Earhart set off in 1937 from Papua New Guinea on a mission to circumnavigate the globe over the equator, its longest route. She and her navigator Fred Noonan were never seen again, despite a massive U.S. search in the midst of the Great Depression.

U.S. Secretary of State Hillary Clinton described the trailblazing female pilot as a personal and national heroine and offered moral support for an upcoming expedition to find the wreck of Earhart's Lockheed Electra aircraft.

"Amelia Earhart may have been an unlikely heroine for a nation down on its luck, but she embodied the spirit of an America coming of age and increasingly confident, ready to lead in a quite uncertain and dangerous world. She gave people hope and she inspired them to dream bigger and bolder," Clinton said.
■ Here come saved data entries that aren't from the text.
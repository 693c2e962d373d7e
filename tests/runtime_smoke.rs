use std::time::Duration;

use swipebite::{
    core::{
        catalog::{CatalogSource, FetchError, StaticCatalog},
        queue::QueueError,
    },
    item::FoodItem,
    persist::memory::MemoryKvStore,
    runtime::{
        events::SessionEvent,
        handle::{RuntimeConfig, RuntimeError, spawn_session},
    },
    session::{Session, SessionConfig, SessionError},
    types::{Decision, QueueStatus},
};

fn session() -> Session {
    Session::open(Box::new(MemoryKvStore::new()), SessionConfig::default()).expect("session")
}

struct FlakySource {
    inner: StaticCatalog,
    fail_next: bool,
}

impl CatalogSource for FlakySource {
    fn load(&mut self) -> Result<Vec<FoodItem>, FetchError> {
        if self.fail_next {
            self.fail_next = false;
            return Err(FetchError::new("timeout"));
        }
        self.inner.load()
    }
}

fn init_tracing() {
    let _ = tracing_subscriber::fmt().with_test_writer().try_init();
}

#[tokio::test]
async fn manual_fetch_and_decisions_emit_ordered_events() {
    init_tracing();
    let cfg = RuntimeConfig {
        fetch_on_start: false,
        ..RuntimeConfig::immediate()
    };
    let handle = spawn_session(session(), Box::new(Session::builtin_source().expect("catalog")), cfg);
    let mut sub = handle.subscribe();

    assert_eq!(handle.fetch().await.expect("fetch"), 6);
    let saved = handle.decide(Decision::Save).await.expect("save");
    assert!(saved.is_some());
    let skipped = handle.skip().await.expect("skip").expect("item");
    assert_eq!(skipped.id, "2");
    handle.remove("1").await.expect("remove").expect("removed");

    let expected = [
        SessionEvent::FetchStarted,
        SessionEvent::Fetched { unseen: 6 },
        SessionEvent::Saved { id: "1".to_string() },
    ];
    for want in expected {
        let got = tokio::time::timeout(Duration::from_secs(1), sub.recv())
            .await
            .expect("event timeout")
            .expect("event");
        assert_eq!(got, want);
    }
    match sub.recv().await.expect("notice") {
        SessionEvent::Notice(notice) => {
            assert_eq!(notice.title, "Food item saved");
            assert_eq!(notice.description, "Hyderabadi Biryani added to your Eat-List");
        }
        other => panic!("expected notice, got {other:?}"),
    }
    assert_eq!(sub.recv().await.expect("skip"), SessionEvent::Skipped { id: "2".to_string() });
    assert_eq!(sub.recv().await.expect("remove"), SessionEvent::Removed { id: "1".to_string() });

    let current = handle.current().await.expect("current").expect("item");
    assert_eq!(current.id, "3");
    assert!(handle.saved().await.expect("saved").is_empty());

    handle.shutdown().await.expect("shutdown");
}

#[tokio::test]
async fn startup_fetch_runs_before_first_command() {
    let handle = spawn_session(
        session(),
        Box::new(Session::builtin_source().expect("catalog")),
        RuntimeConfig::immediate(),
    );

    assert_eq!(handle.status().await.expect("status"), QueueStatus::HasItem);
    let current = handle.current().await.expect("current").expect("item");
    assert_eq!(current.id, "1");

    handle.shutdown().await.expect("shutdown");
}

#[tokio::test]
async fn duplicate_save_is_not_announced_as_saved() {
    let cfg = RuntimeConfig {
        fetch_on_start: false,
        ..RuntimeConfig::immediate()
    };
    let handle = spawn_session(session(), Box::new(Session::builtin_source().expect("catalog")), cfg);
    handle.fetch().await.expect("fetch");
    let item = handle.current().await.expect("current").expect("item");

    let mut sub = handle.subscribe();
    handle.save(item.clone()).await.expect("save");
    handle.save(item.clone()).await.expect("duplicate save");
    assert_eq!(handle.saved().await.expect("saved").len(), 1);

    assert_eq!(sub.recv().await.expect("saved"), SessionEvent::Saved { id: "1".to_string() });
    match sub.recv().await.expect("notice") {
        SessionEvent::Notice(notice) => assert_eq!(notice.title, "Food item saved"),
        other => panic!("expected notice, got {other:?}"),
    }
    match sub.recv().await.expect("duplicate notice") {
        SessionEvent::Notice(notice) => {
            assert_eq!(notice.title, "Already saved");
            assert_eq!(notice.description, "Hyderabadi Biryani is already in your Eat-List");
        }
        other => panic!("expected notice, got {other:?}"),
    }

    handle.shutdown().await.expect("shutdown");
    assert!(sub.try_recv().is_err());
}

#[tokio::test]
async fn decisions_sent_during_fetch_wait_for_it() {
    let cfg = RuntimeConfig {
        fetch_latency_ms: 50,
        auth_latency_ms: 0,
        fetch_on_start: false,
        ..RuntimeConfig::default()
    };
    let handle = spawn_session(session(), Box::new(Session::builtin_source().expect("catalog")), cfg);

    let fetcher = handle.clone();
    let fetch = tokio::spawn(async move { fetcher.fetch().await });
    tokio::time::sleep(Duration::from_millis(10)).await;

    let applied = handle.decide(Decision::Save).await.expect("decide");
    assert!(applied.is_some());
    assert_eq!(fetch.await.expect("join").expect("fetch"), 6);

    let saved = handle.saved().await.expect("saved");
    assert_eq!(saved.len(), 1);
    assert_eq!(saved[0].id, "1");
    assert_eq!(handle.status().await.expect("status"), QueueStatus::HasItem);

    handle.shutdown().await.expect("shutdown");
}

#[tokio::test]
async fn failed_fetch_surfaces_error_and_notice() {
    let source = FlakySource {
        inner: Session::builtin_source().expect("catalog"),
        fail_next: true,
    };
    let handle = spawn_session(session(), Box::new(source), RuntimeConfig {
        fetch_on_start: false,
        ..RuntimeConfig::immediate()
    });
    let mut sub = handle.subscribe();

    let err = handle.fetch().await.unwrap_err();
    assert!(matches!(
        err,
        RuntimeError::Session(SessionError::Queue(QueueError::Fetch(_)))
    ));
    assert_eq!(handle.status().await.expect("status"), QueueStatus::Error);

    assert_eq!(sub.recv().await.expect("started"), SessionEvent::FetchStarted);
    assert_eq!(sub.recv().await.expect("failed"), SessionEvent::FetchFailed);
    match sub.recv().await.expect("notice") {
        SessionEvent::Notice(notice) => assert_eq!(notice.description, "Failed to fetch food items"),
        other => panic!("expected notice, got {other:?}"),
    }

    assert_eq!(handle.fetch().await.expect("retry"), 6);
    assert_eq!(handle.status().await.expect("status"), QueueStatus::HasItem);
    handle.shutdown().await.expect("shutdown");
}

#[tokio::test]
async fn login_failure_and_success_round_trip_through_runtime() {
    let handle = spawn_session(
        session(),
        Box::new(Session::builtin_source().expect("catalog")),
        RuntimeConfig::immediate(),
    );

    let err = handle.login("adam@example.com", "nope").await.unwrap_err();
    assert!(matches!(err, RuntimeError::Session(SessionError::Auth(_))));
    assert!(handle.current_user().await.expect("user").is_none());

    let user = handle.login("adam@example.com", "password123").await.expect("login");
    assert_eq!(user.username, "foodie_adam");
    handle.select_city("Hyderabad").await.expect("city");
    assert_eq!(handle.matches().await.expect("matches").len(), 3);

    handle.logout().await.expect("logout");
    assert!(handle.current_user().await.expect("user").is_none());

    handle.shutdown().await.expect("shutdown");
    assert!(matches!(handle.status().await, Err(RuntimeError::ChannelClosed)));
}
"When she took off on that historic journey, she carried the aspirations of our entire country with her."

Aviation enthusiasts from The International Group for Historic Aircraft Recovery said that they planned an underwater mission in July on the Kiribati archipelago's remote island of Nikumaroro.

Ric Gillespie, the group's executive director, said he came across a photograph of Nikumaroro taken in 1937 by a British expedition that -- unlinked to Earhart -- was assessing the uninhabited island for potential settlement.

Gillespie said he saw what he thought was a simple "blob" on the picture. But after a closer analysis, Gillespie said he believed it showed landing gear from the ill-fated Electra.